The CSIA’s comments echoed those of its U.S. counterpart, which on Monday called on the Biden administration to refrain from expanding restrictions until “it engages more extensively with industry and experts to assess the impact of current and potential restrictions.”
“Repeated steps … to impose overly broad, ambiguous, and at times unilateral restrictions risk diminishing the U.S. semiconductor industry’s competitiveness, disrupting supply chains, causing significant market uncertainty, and prompting continued escalatory retaliation by China,” the Semiconductor Industry Association, a lobby group representing the largest U.S. chipmakers, said in a statement.
Leaders of major American chip companies have also been trying to persuade the U.S. government to halt the expansion of trade restrictions.
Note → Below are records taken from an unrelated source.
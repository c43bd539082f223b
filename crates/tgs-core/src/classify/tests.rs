use super::*;

use crate::gateway::memory::{CallKind, MemoryGateway};

// ---------------------------------------------------------------------------
// Helpers
// ---------------------------------------------------------------------------

fn filter() -> GroupFilter {
    GroupFilter::new("staging", "api", "notifications")
}

fn tags(pairs: &[(&str, &str)]) -> Vec<Tag> {
    pairs.iter().map(|(k, v)| Tag::new(*k, *v)).collect()
}

fn full_tags(release: &str) -> Vec<Tag> {
    tags(&[
        ("Environment", "staging"),
        ("Elb-Type", "api"),
        ("Path-Name", "notifications"),
        ("Release", release),
    ])
}

fn tagged(name: &str, tags: Vec<Tag>) -> TaggedGroup {
    TaggedGroup {
        group: TargetGroup::new(format!("arn:{name}"), name),
        tags,
    }
}

// ---------------------------------------------------------------------------
// GroupFilter::evaluate
// ---------------------------------------------------------------------------

#[test]
fn release_yes_is_found_release() {
    assert_eq!(filter().evaluate(&full_tags("yes")), Classification::FoundRelease);
}

#[test]
fn release_other_values_are_non_release() {
    for value in ["no", "No", "YES", "", "pending"] {
        assert_eq!(
            filter().evaluate(&full_tags(value)),
            Classification::FoundNonRelease,
            "Release={value:?}"
        );
    }
}

#[test]
fn missing_any_recognized_key_is_not_found() {
    let all = full_tags("yes");
    for skip in 0..all.len() {
        let partial: Vec<Tag> = all
            .iter()
            .enumerate()
            .filter(|(i, _)| *i != skip)
            .map(|(_, t)| t.clone())
            .collect();
        assert_eq!(
            filter().evaluate(&partial),
            Classification::NotFound,
            "missing {}",
            all[skip].key
        );
    }
}

#[test]
fn missing_key_not_rescued_by_extra_tags() {
    let mut partial = tags(&[
        ("Environment", "staging"),
        ("Elb-Type", "api"),
        ("Release", "yes"),
    ]);
    partial.push(Tag::new("Owner", "platform"));
    partial.push(Tag::new("path-name", "notifications"));
    assert_eq!(filter().evaluate(&partial), Classification::NotFound);
}

#[test]
fn wrong_environment_is_not_found() {
    let mut t = full_tags("yes");
    t[0].value = "production".into();
    assert_eq!(filter().evaluate(&t), Classification::NotFound);
}

#[test]
fn wrong_path_is_not_found() {
    let mut t = full_tags("no");
    t[2].value = "reports".into();
    assert_eq!(filter().evaluate(&t), Classification::NotFound);
}

#[test]
fn wrong_elb_type_is_not_found() {
    let f = GroupFilter::new("staging", "app", "notifications");
    assert_eq!(f.evaluate(&full_tags("yes")), Classification::NotFound);
}

#[test]
fn tag_order_does_not_matter() {
    let mut t = full_tags("yes");
    t.reverse();
    assert_eq!(filter().evaluate(&t), Classification::FoundRelease);
}

#[test]
fn duplicate_keys_last_value_wins() {
    let mut t = full_tags("no");
    t.push(Tag::new("Release", "yes"));
    assert_eq!(filter().evaluate(&t), Classification::FoundRelease);

    let mut t = full_tags("yes");
    t.push(Tag::new("Environment", "production"));
    assert_eq!(filter().evaluate(&t), Classification::NotFound);
}

// ---------------------------------------------------------------------------
// classify_inventory
// ---------------------------------------------------------------------------

#[test]
fn buckets_are_not_swapped() {
    let result = classify_inventory(
        &filter(),
        vec![
            tagged("blue", full_tags("yes")),
            tagged("green", full_tags("no")),
            tagged("other", tags(&[("Environment", "staging")])),
        ],
    );
    assert_eq!(result.sources().len(), 1);
    assert_eq!(result.sources()[0].name, "blue");
    assert_eq!(result.destinations().len(), 1);
    assert_eq!(result.destinations()[0].name, "green");
    assert_eq!(result.unmatched(), 1);
}

#[test]
fn multiple_sources_are_reported_not_rejected() {
    let result = classify_inventory(
        &filter(),
        vec![
            tagged("blue-a", full_tags("yes")),
            tagged("blue-b", full_tags("yes")),
            tagged("green", full_tags("no")),
        ],
    );
    assert_eq!(result.sources().len(), 2);

    let err = result.into_plan().unwrap_err();
    assert!(err.to_string().contains("configuration error"), "{err}");
}

#[test]
fn destination_order_follows_inventory() {
    let result = classify_inventory(
        &filter(),
        vec![
            tagged("green-2", full_tags("no")),
            tagged("blue", full_tags("yes")),
            tagged("green-1", full_tags("no")),
        ],
    );
    let names = result.group_names();
    assert_eq!(names["source"], vec!["blue"]);
    assert_eq!(names["destination"], vec!["green-2", "green-1"]);
}

#[test]
fn empty_inventory_finds_nothing() {
    let result = classify_inventory(&filter(), Vec::new());
    assert!(result.sources().is_empty());
    assert!(result.destinations().is_empty());
    assert!(result.into_plan().is_err());
}

// ---------------------------------------------------------------------------
// classify (through a gateway)
// ---------------------------------------------------------------------------

#[tokio::test]
async fn classify_reads_inventory_from_gateway() {
    let gw = MemoryGateway::new()
        .with_group(
            "blue",
            &[
                ("Environment", "staging"),
                ("Elb-Type", "api"),
                ("Path-Name", "notifications"),
                ("Release", "yes"),
            ],
        )
        .with_group(
            "green",
            &[
                ("Environment", "staging"),
                ("Elb-Type", "api"),
                ("Path-Name", "notifications"),
                ("Release", "no"),
            ],
        );

    let result = classify(&gw, &filter()).await.unwrap();
    let plan = result.into_plan().unwrap();
    assert_eq!(plan.source().name, "blue");
    assert_eq!(plan.destinations()[0].name, "green");
}

#[tokio::test]
async fn inventory_failure_aborts_classification() {
    let gw = MemoryGateway::new()
        .with_group("blue", &[("Release", "yes")])
        .fail_on(CallKind::ListGroups, None);

    let err = classify(&gw, &filter()).await.unwrap_err();
    assert!(err.to_string().contains("inventory fetch failed"), "{err}");
}
use std::collections::{BTreeMap, HashMap};

use orion_error::ErrorOweBase;
use serde::Serialize;

use crate::error::{CoreReason, CoreResult};
use crate::gateway::LoadBalancerGateway;
use crate::model::{Tag, TaggedGroup, TargetGroup};
use crate::switchover::SwitchoverPlan;

#[cfg(test)]
mod tests;

pub const ENVIRONMENT_TAG: &str = "Environment";
pub const ELB_TYPE_TAG: &str = "Elb-Type";
pub const PATH_NAME_TAG: &str = "Path-Name";
pub const RELEASE_TAG: &str = "Release";
/// `Release` value marking the group that currently serves live traffic.
pub const RELEASE_LIVE: &str = "yes";

// ---------------------------------------------------------------------------
// GroupFilter
// ---------------------------------------------------------------------------

/// Identity dimensions a target group must carry to take part in a cutover.
///
/// Matching is a set of `tag key → expected value` rules that must all hold,
/// plus a `Release` tag that must be present. The `Release` value does not
/// gate the match; it routes the group to the source or destination bucket.
#[derive(Debug, Clone, PartialEq, Eq)]
pub struct GroupFilter {
    pub environment: String,
    pub elb_type: String,
    pub path_name: String,
}

impl GroupFilter {
    pub fn new(
        environment: impl Into<String>,
        elb_type: impl Into<String>,
        path_name: impl Into<String>,
    ) -> Self {
        Self {
            environment: environment.into(),
            elb_type: elb_type.into(),
            path_name: path_name.into(),
        }
    }

    fn rules(&self) -> [(&'static str, &str); 3] {
        [
            (ENVIRONMENT_TAG, self.environment.as_str()),
            (ELB_TYPE_TAG, self.elb_type.as_str()),
            (PATH_NAME_TAG, self.path_name.as_str()),
        ]
    }

    /// Classify one group by its tag set.
    ///
    /// Tags are a flat bag: when a key repeats, the last value wins.
    pub fn evaluate(&self, tags: &[Tag]) -> Classification {
        let bag: HashMap<&str, &str> = tags
            .iter()
            .map(|t| (t.key.as_str(), t.value.as_str()))
            .collect();

        let rules = self.rules();
        let matched = rules
            .iter()
            .filter(|(key, want)| bag.get(key) == Some(want))
            .count();
        if matched != rules.len() {
            return Classification::NotFound;
        }
        match bag.get(RELEASE_TAG) {
            Some(&RELEASE_LIVE) => Classification::FoundRelease,
            Some(_) => Classification::FoundNonRelease,
            None => Classification::NotFound,
        }
    }
}

/// Verdict for a single target group.
#[derive(Debug, Clone, Copy, PartialEq, Eq)]
pub enum Classification {
    NotFound,
    /// Matches the filter and is not live: a destination.
    FoundNonRelease,
    /// Matches the filter and is live: a source.
    FoundRelease,
}

// ---------------------------------------------------------------------------
// ClassificationResult
// ---------------------------------------------------------------------------

/// Buckets produced by one classification pass, in inventory order.
///
/// The classifier only reports what it found; zero or several sources are
/// rejected later by [`SwitchoverPlan::new`].
#[derive(Debug, Clone, Default, PartialEq, Serialize)]
pub struct ClassificationResult {
    sources: Vec<TargetGroup>,
    destinations: Vec<TargetGroup>,
    unmatched: usize,
}

impl ClassificationResult {
    pub fn sources(&self) -> &[TargetGroup] {
        &self.sources
    }

    pub fn destinations(&self) -> &[TargetGroup] {
        &self.destinations
    }

    pub fn unmatched(&self) -> usize {
        self.unmatched
    }

    /// Group names keyed by bucket (`source`, `destination`).
    pub fn group_names(&self) -> BTreeMap<&'static str, Vec<String>> {
        let names = |groups: &[TargetGroup]| groups.iter().map(|g| g.name.clone()).collect();
        BTreeMap::from([
            ("source", names(&self.sources)),
            ("destination", names(&self.destinations)),
        ])
    }

    /// Validate the buckets into a plan with exactly one source.
    pub fn into_plan(self) -> CoreResult<SwitchoverPlan> {
        SwitchoverPlan::new(self.sources, self.destinations)
    }
}

/// Pure classification over an already fetched inventory.
pub fn classify_inventory<I>(filter: &GroupFilter, inventory: I) -> ClassificationResult
where
    I: IntoIterator<Item = TaggedGroup>,
{
    let (mut sources, mut destinations, mut unmatched) = (Vec::new(), Vec::new(), 0);
    for TaggedGroup { group, tags } in inventory {
        match filter.evaluate(&tags) {
            Classification::FoundRelease => sources.push(group),
            Classification::FoundNonRelease => destinations.push(group),
            Classification::NotFound => unmatched += 1,
        }
    }
    ClassificationResult {
        sources,
        destinations,
        unmatched,
    }
}

/// Fetch the tagged inventory through `gateway` and classify it.
///
/// A failed inventory aborts the whole pass: a partially classified result
/// could select the wrong source.
pub async fn classify<G>(gateway: &G, filter: &GroupFilter) -> CoreResult<ClassificationResult>
where
    G: LoadBalancerGateway + ?Sized,
{
    let inventory = gateway
        .list_groups_with_tags()
        .await
        .owe(CoreReason::InventoryFetch)?;
    let total = inventory.len();
    let result = classify_inventory(filter, inventory);
    for group in &result.sources {
        log::info!("adding {} to release (source)", group.name);
    }
    for group in &result.destinations {
        log::info!("adding {} to non-release (destination)", group.name);
    }
    log::debug!(
        "classified {total} target groups: {} source, {} destination, {} unmatched",
        result.sources.len(),
        result.destinations.len(),
        result.unmatched
    );
    Ok(result)
}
U.S. Secretary of State Antony Blinken met with chief executives of companies including Intel Corp., Qualcomm Inc. and Nvidia about the industry and supply chains following his recent trip to China to hear their views on these issues, a U.S. State Department spokesperson said at a press briefing Monday.
The U.S. has taken increasingly aggressive measures to limit China from pursuing technological dominance, including calling upon allies in Europe and Asia to do the same.
The Dutch government announced measures earlier in July that will prevent ASML Holding NV — a company with a near-monopoly on the machines needed to make the most advanced semiconductors — from selling some of its machines to China.
In retaliation, the Chinese government earlier this month imposed restrictions on exports of two metals that are crucial to parts of the semiconductor, telecommunications and electric-vehicle industries.
Earlier this year, it also banned U.S. chipmaker Micron Technology Inc.’s products from some of its critical sectors after saying it found “relatively serious” risks in a cybersecurity review.